Written by

Cofounder at snext

Question Blaise ZARKA · Dec 11, 2019

OAuth2 Code Flow + PKCE

#InterSystems IRIS #Authentication #Access control

Hi,

We need to implement Oauth2 Code Flow + PKCE. Any experience with InterSystems OAuth2 Server on this would be welcome.
What parameters did you setup on OAuth 2 server configuration page to make it work?

Thanks!

Discussion (4)1

Add reply

Comments

Blaise ZARKA · Dec 11, 2019

For those who are interested, here is an good article on the ≠ between implicit flow and code flow with PKCE:
https://christianlydemann.com/implicit-flow-vs-code-flow-with-pkce/

0 0

Eduard Lebedyuk · Dec 11, 2019

Check this series of articles by @Daniel Kutac.

0 0

Blaise ZARKA Dec 11, 2019 to Eduard Lebedyuk

Thanks Eduard.

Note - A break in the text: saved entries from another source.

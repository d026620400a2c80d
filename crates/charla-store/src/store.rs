use charla_core::{ChatStoreState, Locale, Message, MessagePatch};
use charla_storage::{FileStorage, KeyValueStore};

use crate::config::StoreConfig;
use crate::error::ConfigError;
use crate::persistence::{Ephemeral, Persisted, SnapshotSlot};
use crate::subscribers::{Subscribers, SubscriptionId};

/// An observable, optionally persisted list of chat messages.
///
/// Every mutation replaces the snapshot, writes it to the slot (best
/// effort) and then hands it to every subscriber. None of the mutating
/// operations can fail.
#[derive(Debug)]
pub struct MessageStore<S = Ephemeral> {
    state: ChatStoreState,
    locale: Locale,
    slot: S,
    subscribers: Subscribers,
}

impl MessageStore<Ephemeral> {
    /// An in-memory store starting from the greeting for `locale`.
    pub fn new(locale: Locale) -> Self {
        Self::with_slot(Ephemeral, locale)
    }
}

impl Default for MessageStore<Ephemeral> {
    fn default() -> Self {
        Self::new(Locale::default())
    }
}

impl<K: KeyValueStore> MessageStore<Persisted<K>> {
    /// A store mirrored into `storage` under the `chat_history` key.
    pub fn persistent(storage: K, locale: Locale) -> Self {
        Self::with_slot(Persisted::new(storage), locale)
    }

    /// Remove the persisted slot and go back to the greeting.
    pub fn clear_storage(&mut self) {
        self.slot.clear();
        self.state = ChatStoreState::greeting(self.locale);
        tracing::debug!(key = %self.slot.key(), "chat history cleared");
        self.subscribers.notify(&self.state);
    }
}

impl MessageStore<Persisted<FileStorage>> {
    /// Open the file-backed store described by `config`.
    ///
    /// Only resolving the storage directory can fail; a missing or
    /// unreadable history falls back to the greeting.
    pub fn open(config: &StoreConfig) -> Result<Self, ConfigError> {
        let dir = config.resolve_storage_dir()?;
        tracing::info!(path = %dir.display(), key = %config.storage_key, "opening chat store");
        let slot = Persisted::with_key(FileStorage::new(dir), config.storage_key.clone());
        Ok(Self::with_slot(slot, config.locale))
    }
}

impl<S: SnapshotSlot> MessageStore<S> {
    /// Build a store over `slot`, adopting whatever it holds.
    pub fn with_slot(slot: S, locale: Locale) -> Self {
        let state = slot.restore().unwrap_or_else(|| {
            tracing::info!(%locale, "no stored chat history, starting with greeting");
            ChatStoreState::greeting(locale)
        });

        Self {
            state,
            locale,
            slot,
            subscribers: Subscribers::new(),
        }
    }

    /// Register `callback`. It runs right away with the current snapshot
    /// and again after every mutation until unsubscribed.
    pub fn subscribe<F>(&mut self, callback: F) -> SubscriptionId
    where
        F: FnMut(&ChatStoreState) + 'static,
    {
        let id = self.subscribers.insert(Box::new(callback));
        self.subscribers.notify_one(id, &self.state);
        id
    }

    /// Returns `false` if `id` was not (or no longer) registered.
    pub fn unsubscribe(&mut self, id: SubscriptionId) -> bool {
        self.subscribers.remove(id)
    }

    pub fn add_message(&mut self, message: Message) {
        self.state.messages.push(message);
        self.commit();
    }

    /// Merge `patch` into the most recent message. No-op on an empty store.
    pub fn update_last_message(&mut self, patch: MessagePatch) {
        match self.state.last_mut() {
            Some(last) => patch.apply_to(last),
            None => tracing::debug!("update_last_message on empty store ignored"),
        }
        self.commit();
    }

    /// Drop every message, including the greeting.
    pub fn reset(&mut self) {
        self.state.messages.clear();
        self.commit();
    }

    pub fn state(&self) -> &ChatStoreState {
        &self.state
    }

    pub fn messages(&self) -> &[Message] {
        &self.state.messages
    }

    pub fn last_message(&self) -> Option<&Message> {
        self.state.last()
    }

    pub fn locale(&self) -> Locale {
        self.locale
    }

    pub fn slot(&self) -> &S {
        &self.slot
    }

    pub fn into_slot(self) -> S {
        self.slot
    }

    pub fn subscriber_count(&self) -> usize {
        self.subscribers.len()
    }

    fn commit(&mut self) {
        self.slot.persist(&self.state);
        self.subscribers.notify(&self.state);
    }
}
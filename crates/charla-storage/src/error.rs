use thiserror::Error;

#[derive(Debug, Error)]
pub enum StorageError {
    #[error("invalid slot key: {key:?}")]
    InvalidKey { key: String },

    #[error("stored value for {key} has no `messages` array")]
    InvalidShape { key: String },

    #[error("serialization error: {0}")]
    Serialization(#[from] serde_json::Error),

    #[error("io error: {0}")]
    Io(#[from] std::io::Error),
}
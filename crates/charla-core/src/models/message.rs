use std::fmt;

use serde::{Deserialize, Deserializer, Serialize};
use ts_rs::TS;

/// A single chat turn as held by the store.
///
/// `id` is assigned by the caller; the store never checks it for
/// uniqueness. Decoding is lenient: a missing or `null` field takes its
/// default, so stored histories are adopted without per-field checks.
#[derive(Debug, Clone, Default, PartialEq, Eq, Serialize, Deserialize, TS)]
#[serde(default)]
#[ts(export)]
pub struct Message {
    #[serde(deserialize_with = "null_as_default")]
    pub id: i64,
    #[serde(deserialize_with = "null_as_default")]
    #[ts(as = "String")]
    pub role: Role,
    #[serde(deserialize_with = "null_as_default")]
    pub content: String,
    #[serde(deserialize_with = "null_as_default")]
    #[ts(as = "String")]
    pub state: MessageState,
}

fn null_as_default<'de, D, T>(deserializer: D) -> Result<T, D::Error>
where
    D: Deserializer<'de>,
    T: Default + Deserialize<'de>,
{
    Ok(Option::<T>::deserialize(deserializer)?.unwrap_or_default())
}

impl Message {
    pub fn new(id: i64, role: Role, content: impl Into<String>, state: MessageState) -> Self {
        Self {
            id,
            role,
            content: content.into(),
            state,
        }
    }

    /// A completed user message.
    pub fn user(id: i64, content: impl Into<String>) -> Self {
        Self::new(id, Role::User, content, MessageState::Complete)
    }

    /// A completed assistant message.
    pub fn assistant(id: i64, content: impl Into<String>) -> Self {
        Self::new(id, Role::Assistant, content, MessageState::Complete)
    }

    pub fn with_state(mut self, state: MessageState) -> Self {
        self.state = state;
        self
    }

    /// Overwrite the fields present in `patch`, keeping the rest.
    pub fn apply(&mut self, patch: MessagePatch) {
        patch.apply_to(self);
    }
}

/// Who authored a message.
///
/// Encoded as a bare string on the wire. Strings other than the known
/// roles are kept verbatim in [`Role::Other`].
#[derive(Debug, Clone, PartialEq, Eq, Hash, Serialize, Deserialize)]
#[serde(from = "String", into = "String")]
pub enum Role {
    Assistant,
    User,
    System,
    Other(String),
}

/// An absent role decodes as the empty string.
impl Default for Role {
    fn default() -> Self {
        Role::Other(String::new())
    }
}

impl Role {
    pub fn as_str(&self) -> &str {
        match self {
            Role::Assistant => "assistant",
            Role::User => "user",
            Role::System => "system",
            Role::Other(s) => s,
        }
    }
}

impl From<String> for Role {
    fn from(s: String) -> Self {
        match s.as_str() {
            "assistant" => Role::Assistant,
            "user" => Role::User,
            "system" => Role::System,
            _ => Role::Other(s),
        }
    }
}

impl From<&str> for Role {
    fn from(s: &str) -> Self {
        Role::from(s.to_string())
    }
}

impl From<Role> for String {
    fn from(role: Role) -> Self {
        match role {
            Role::Other(s) => s,
            known => known.as_str().to_string(),
        }
    }
}

impl fmt::Display for Role {
    fn fmt(&self, f: &mut fmt::Formatter<'_>) -> fmt::Result {
        f.write_str(self.as_str())
    }
}

/// Completion state of a message, e.g. still streaming from the model.
#[derive(Debug, Clone, PartialEq, Eq, Hash, Serialize, Deserialize)]
#[serde(from = "String", into = "String")]
pub enum MessageState {
    Complete,
    Streaming,
    Other(String),
}

/// An absent state decodes as the empty string.
impl Default for MessageState {
    fn default() -> Self {
        MessageState::Other(String::new())
    }
}

impl MessageState {
    pub fn as_str(&self) -> &str {
        match self {
            MessageState::Complete => "complete",
            MessageState::Streaming => "streaming",
            MessageState::Other(s) => s,
        }
    }
}

impl From<String> for MessageState {
    fn from(s: String) -> Self {
        match s.as_str() {
            "complete" => MessageState::Complete,
            "streaming" => MessageState::Streaming,
            _ => MessageState::Other(s),
        }
    }
}

impl From<&str> for MessageState {
    fn from(s: &str) -> Self {
        MessageState::from(s.to_string())
    }
}

impl From<MessageState> for String {
    fn from(state: MessageState) -> Self {
        match state {
            MessageState::Other(s) => s,
            known => known.as_str().to_string(),
        }
    }
}

impl fmt::Display for MessageState {
    fn fmt(&self, f: &mut fmt::Formatter<'_>) -> fmt::Result {
        f.write_str(self.as_str())
    }
}

/// A partial [`Message`]: only the `Some` fields are written on apply.
#[derive(Debug, Clone, Default, PartialEq, Eq, Serialize, Deserialize)]
#[serde(default)]
pub struct MessagePatch {
    #[serde(skip_serializing_if = "Option::is_none")]
    pub id: Option<i64>,
    #[serde(skip_serializing_if = "Option::is_none")]
    pub role: Option<Role>,
    #[serde(skip_serializing_if = "Option::is_none")]
    pub content: Option<String>,
    #[serde(skip_serializing_if = "Option::is_none")]
    pub state: Option<MessageState>,
}

impl MessagePatch {
    pub fn new() -> Self {
        Self::default()
    }

    pub fn id(mut self, id: i64) -> Self {
        self.id = Some(id);
        self
    }

    pub fn role(mut self, role: impl Into<Role>) -> Self {
        self.role = Some(role.into());
        self
    }

    pub fn content(mut self, content: impl Into<String>) -> Self {
        self.content = Some(content.into());
        self
    }

    pub fn state(mut self, state: impl Into<MessageState>) -> Self {
        self.state = Some(state.into());
        self
    }

    pub fn is_empty(&self) -> bool {
        self.id.is_none() && self.role.is_none() && self.content.is_none() && self.state.is_none()
    }

    pub fn apply_to(self, message: &mut Message) {
        if let Some(id) = self.id {
            message.id = id;
        }
        if let Some(role) = self.role {
            message.role = role;
        }
        if let Some(content) = self.content {
            message.content = content;
        }
        if let Some(state) = self.state {
            message.state = state;
        }
    }
}
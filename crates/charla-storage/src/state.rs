use charla_core::ChatStoreState;

use crate::error::StorageError;
use crate::slot::KeyValueStore;

/// Load a chat snapshot from `key`.
///
/// Returns `Ok(None)` when the slot is empty. The stored JSON must be an
/// object with an array-typed `messages` field; anything else is
/// `StorageError::InvalidShape`.
pub fn load_snapshot<K: KeyValueStore + ?Sized>(
    store: &K,
    key: &str,
) -> Result<Option<ChatStoreState>, StorageError> {
    let Some(raw) = store.get(key)? else {
        return Ok(None);
    };

    // Parse as raw JSON so the shape check runs before the typed decode.
    let json: serde_json::Value = serde_json::from_str(&raw)?;
    if !json.get("messages").is_some_and(serde_json::Value::is_array) {
        return Err(StorageError::InvalidShape {
            key: key.to_string(),
        });
    }

    let state: ChatStoreState = serde_json::from_value(json)?;
    Ok(Some(state))
}

/// Overwrite `key` with the JSON encoding of `state`.
pub fn save_snapshot<K: KeyValueStore + ?Sized>(
    store: &mut K,
    key: &str,
    state: &ChatStoreState,
) -> Result<(), StorageError> {
    let json = serde_json::to_string_pretty(state)?;
    store.set(key, &json)
}

/// Remove the snapshot at `key`, if any.
pub fn remove_snapshot<K: KeyValueStore + ?Sized>(
    store: &mut K,
    key: &str,
) -> Result<(), StorageError> {
    store.remove(key)
}
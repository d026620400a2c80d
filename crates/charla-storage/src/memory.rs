use std::collections::HashMap;

use charla_core::keys;

use crate::error::StorageError;
use crate::slot::KeyValueStore;

/// Process-local storage. Nothing survives the value being dropped.
#[derive(Debug, Clone, Default)]
pub struct MemoryStorage {
    entries: HashMap<String, String>,
}

impl MemoryStorage {
    pub fn new() -> Self {
        Self::default()
    }

    pub fn contains(&self, key: &str) -> bool {
        self.entries.contains_key(key)
    }

    pub fn len(&self) -> usize {
        self.entries.len()
    }

    pub fn is_empty(&self) -> bool {
        self.entries.is_empty()
    }
}

fn check_key(key: &str) -> Result<(), StorageError> {
    if keys::is_valid_key(key) {
        Ok(())
    } else {
        Err(StorageError::InvalidKey {
            key: key.to_string(),
        })
    }
}

impl KeyValueStore for MemoryStorage {
    fn get(&self, key: &str) -> Result<Option<String>, StorageError> {
        check_key(key)?;
        Ok(self.entries.get(key).cloned())
    }

    fn set(&mut self, key: &str, value: &str) -> Result<(), StorageError> {
        check_key(key)?;
        self.entries.insert(key.to_string(), value.to_string());
        Ok(())
    }

    fn remove(&mut self, key: &str) -> Result<(), StorageError> {
        check_key(key)?;
        self.entries.remove(key);
        Ok(())
    }
}
use std::collections::BTreeMap;
use std::fmt;

use charla_core::ChatStoreState;

/// Callback invoked with the full snapshot after every change.
pub type Callback = Box<dyn FnMut(&ChatStoreState)>;

/// Handle returned by `subscribe`; pass it back to unsubscribe.
#[derive(Debug, Clone, Copy, PartialEq, Eq, Hash, PartialOrd, Ord)]
pub struct SubscriptionId(u64);

/// Registry of snapshot listeners keyed by their handle.
///
/// Ids are never reused within one registry.
#[derive(Default)]
pub struct Subscribers {
    next_id: u64,
    callbacks: BTreeMap<SubscriptionId, Callback>,
}

impl Subscribers {
    pub fn new() -> Self {
        Self::default()
    }

    pub fn insert(&mut self, callback: Callback) -> SubscriptionId {
        let id = SubscriptionId(self.next_id);
        self.next_id += 1;
        self.callbacks.insert(id, callback);
        id
    }

    pub fn remove(&mut self, id: SubscriptionId) -> bool {
        self.callbacks.remove(&id).is_some()
    }

    /// Deliver `state` to a single subscriber, if it is still registered.
    pub fn notify_one(&mut self, id: SubscriptionId, state: &ChatStoreState) {
        if let Some(callback) = self.callbacks.get_mut(&id) {
            callback(state);
        }
    }

    pub fn notify(&mut self, state: &ChatStoreState) {
        for callback in self.callbacks.values_mut() {
            callback(state);
        }
    }

    pub fn len(&self) -> usize {
        self.callbacks.len()
    }

    pub fn is_empty(&self) -> bool {
        self.callbacks.is_empty()
    }
}

impl fmt::Debug for Subscribers {
    fn fmt(&self, f: &mut fmt::Formatter<'_>) -> fmt::Result {
        f.debug_struct("Subscribers")
            .field("next_id", &self.next_id)
            .field("ids", &self.callbacks.keys().collect::<Vec<_>>())
            .finish()
    }
}
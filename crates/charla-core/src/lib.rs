//! charla-core
//!
//! Pure domain types for the chat store: messages, patches, snapshots,
//! locale greetings and the storage slot key. No I/O happens here.

pub mod error;
pub mod keys;
pub mod locale;
pub mod models;

pub use error::CoreError;
pub use locale::Locale;
pub use models::message::{Message, MessagePatch, MessageState, Role};
pub use models::state::ChatStoreState;
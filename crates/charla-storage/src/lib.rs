//! charla-storage
//!
//! Key-value slots for chat snapshots: an in-memory map, a directory of
//! JSON files, and the shape-checked snapshot codec on top of them.

pub mod error;
pub mod file;
pub mod memory;
pub mod slot;
pub mod state;

pub use error::StorageError;
pub use file::FileStorage;
pub use memory::MemoryStorage;
pub use slot::KeyValueStore;
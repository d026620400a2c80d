use serde::{Deserialize, Serialize};
use ts_rs::TS;

use crate::locale::Locale;
use crate::models::message::Message;

/// Id of the built-in greeting message.
pub const GREETING_ID: i64 = 1;

/// The full conversation as seen by subscribers and written to storage.
///
/// `messages` is kept in insertion order; the last element is the most
/// recent message.
#[derive(Debug, Clone, Default, PartialEq, Eq, Serialize, Deserialize, TS)]
#[ts(export)]
pub struct ChatStoreState {
    pub messages: Vec<Message>,
}

impl ChatStoreState {
    pub fn new(messages: Vec<Message>) -> Self {
        Self { messages }
    }

    /// A conversation holding only the assistant greeting for `locale`.
    pub fn greeting(locale: Locale) -> Self {
        Self {
            messages: vec![Message::assistant(GREETING_ID, locale.greeting())],
        }
    }

    pub fn last(&self) -> Option<&Message> {
        self.messages.last()
    }

    pub fn last_mut(&mut self) -> Option<&mut Message> {
        self.messages.last_mut()
    }

    pub fn len(&self) -> usize {
        self.messages.len()
    }

    pub fn is_empty(&self) -> bool {
        self.messages.is_empty()
    }
}
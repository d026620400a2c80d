use std::fmt;
use std::str::FromStr;

use serde::{Deserialize, Serialize};

use crate::error::CoreError;

/// Language used for the built-in greeting message.
///
/// Written as `es`/`en`; reading accepts anything [`FromStr`] does.
#[derive(Debug, Clone, Copy, Default, PartialEq, Eq, Serialize, Deserialize)]
#[serde(rename_all = "snake_case", try_from = "String")]
pub enum Locale {
    #[default]
    Es,
    En,
}

impl Locale {
    /// Text of the assistant greeting a fresh conversation starts with.
    pub fn greeting(self) -> &'static str {
        match self {
            Locale::Es => "¡Hola! ¿En qué puedo ayudarte hoy?",
            Locale::En => "Hello! How can I help you today?",
        }
    }

    pub fn as_str(self) -> &'static str {
        match self {
            Locale::Es => "es",
            Locale::En => "en",
        }
    }
}

impl fmt::Display for Locale {
    fn fmt(&self, f: &mut fmt::Formatter<'_>) -> fmt::Result {
        f.write_str(self.as_str())
    }
}

impl FromStr for Locale {
    type Err = CoreError;

    fn from_str(s: &str) -> Result<Self, Self::Err> {
        // Accept region-qualified tags like `es-MX` or `en_US`.
        let lang = s.split(['-', '_']).next().unwrap_or_default();
        match lang.to_ascii_lowercase().as_str() {
            "es" => Ok(Locale::Es),
            "en" => Ok(Locale::En),
            _ => Err(CoreError::UnknownLocale(s.to_string())),
        }
    }
}

impl TryFrom<String> for Locale {
    type Error = CoreError;

    fn try_from(s: String) -> Result<Self, Self::Error> {
        s.parse()
    }
}
use thiserror::Error;

#[derive(Debug, Error)]
pub enum CoreError {
    #[error("unknown locale: {0}")]
    UnknownLocale(String),
}
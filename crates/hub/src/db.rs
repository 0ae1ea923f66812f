use anyhow::{anyhow, Context, Result};
use serde::Serialize;
use sqlx::sqlite::{SqliteConnectOptions, SqliteJournalMode, SqlitePoolOptions};
use sqlx::{FromRow, Pool, Sqlite};
use std::str::FromStr;
use time::OffsetDateTime;

use crate::sensor::{Reading, Sensor, SensorType, Thresholds};
use crate::status::Status;

#[derive(Clone)]
pub struct Db {
    pool: Pool<Sqlite>,
}

#[derive(Debug, Clone, Serialize)]
pub struct ZoneConfig {
    pub zone_id: String,
    pub name: String,
}

/// A persisted alert.  Timestamps are unix milliseconds.
#[derive(Debug, Clone, Serialize)]
pub struct AlertRecord {
    pub id: i64,
    pub sensor_id: String,
    pub message: String,
    pub severity: Status,
    pub value: f64,
    pub unit: String,
    pub resolved: bool,
    pub created_at: i64,
    pub resolved_at: Option<i64>,
}

/// Fields of an alert about to be inserted.
#[derive(Debug, Clone)]
pub struct NewAlert<'a> {
    pub sensor_id: &'a str,
    pub message: &'a str,
    pub severity: Status,
    pub value: f64,
    pub unit: &'a str,
    pub created_at: i64,
}

// ----------------------------
// Row types
// ----------------------------

#[derive(FromRow)]
struct SensorRow {
    sensor_id: String,
    name: String,
    zone_id: String,
    sensor_type: String,
    unit: String,
    min_critical: f64,
    min_warning: f64,
    min_normal: f64,
    max_normal: f64,
    max_warning: f64,
    max_critical: f64,
    active: bool,
}

impl TryFrom<SensorRow> for Sensor {
    type Error = anyhow::Error;

    fn try_from(r: SensorRow) -> Result<Self> {
        Ok(Sensor {
            sensor_type: SensorType::from_str(&r.sensor_type).map_err(|e| anyhow!(e))?,
            sensor_id: r.sensor_id,
            name: r.name,
            zone_id: r.zone_id,
            unit: r.unit,
            thresholds: Thresholds {
                min_critical: r.min_critical,
                min_warning: r.min_warning,
                min_normal: r.min_normal,
                max_normal: r.max_normal,
                max_warning: r.max_warning,
                max_critical: r.max_critical,
            },
            active: r.active,
        })
    }
}
// ---------------------------------------------------------------------------
// Channels
// ---------------------------------------------------------------------------

#[derive(Debug, Clone, PartialEq, Eq, Hash, Serialize, Deserialize)]
#[serde(try_from = "String", into = "String")]
pub enum Channel {
    AllSensorData,
    Alerts,
    Zone(String),
    Sensor(String),
}

impl fmt::Display for Channel {
    fn fmt(&self, f: &mut fmt::Formatter<'_>) -> fmt::Result {
        match self {
            Self::AllSensorData => write!(f, "all_sensor_data"),
            Self::Alerts => write!(f, "alerts"),
            Self::Zone(id) => write!(f, "zone:{id}"),
            Self::Sensor(id) => write!(f, "sensor:{id}"),
        }
    }
}

impl FromStr for Channel {
    type Err = String;

    fn from_str(s: &str) -> Result<Self, Self::Err> {
        let s = s.trim();
        match s {
            "all_sensor_data" => return Ok(Self::AllSensorData),
            "alerts" => return Ok(Self::Alerts),
            _ => {}
        }
        match s.split_once(':') {
            Some(("zone", id)) if !id.is_empty() => Ok(Self::Zone(id.to_string())),
            Some(("sensor", id)) if !id.is_empty() => Ok(Self::Sensor(id.to_string())),
            _ => Err(format!("unknown channel '{s}'")),
        }
    }
}

impl TryFrom<String> for Channel {
    type Error = String;

    fn try_from(s: String) -> Result<Self, Self::Error> {
        s.parse()
    }
}

impl From<Channel> for String {
    fn from(c: Channel) -> Self {
        c.to_string()
    }
}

As I understand, these articles address authorization flow for confidential client.
I would need a oauth2 flow compatible with an angular public client and the recommended one for this kind of client is code flow + PKCE.
Anyone experience this kind authorization flow with IRIS as server?

0 0

Don Nagel Apr 13, 2021 to Blaise ZARKA

Hi Blaise,

I understand intersystems will support OAuth code follow with PKCE in 2021.2.

Did you work out a flow?

0 0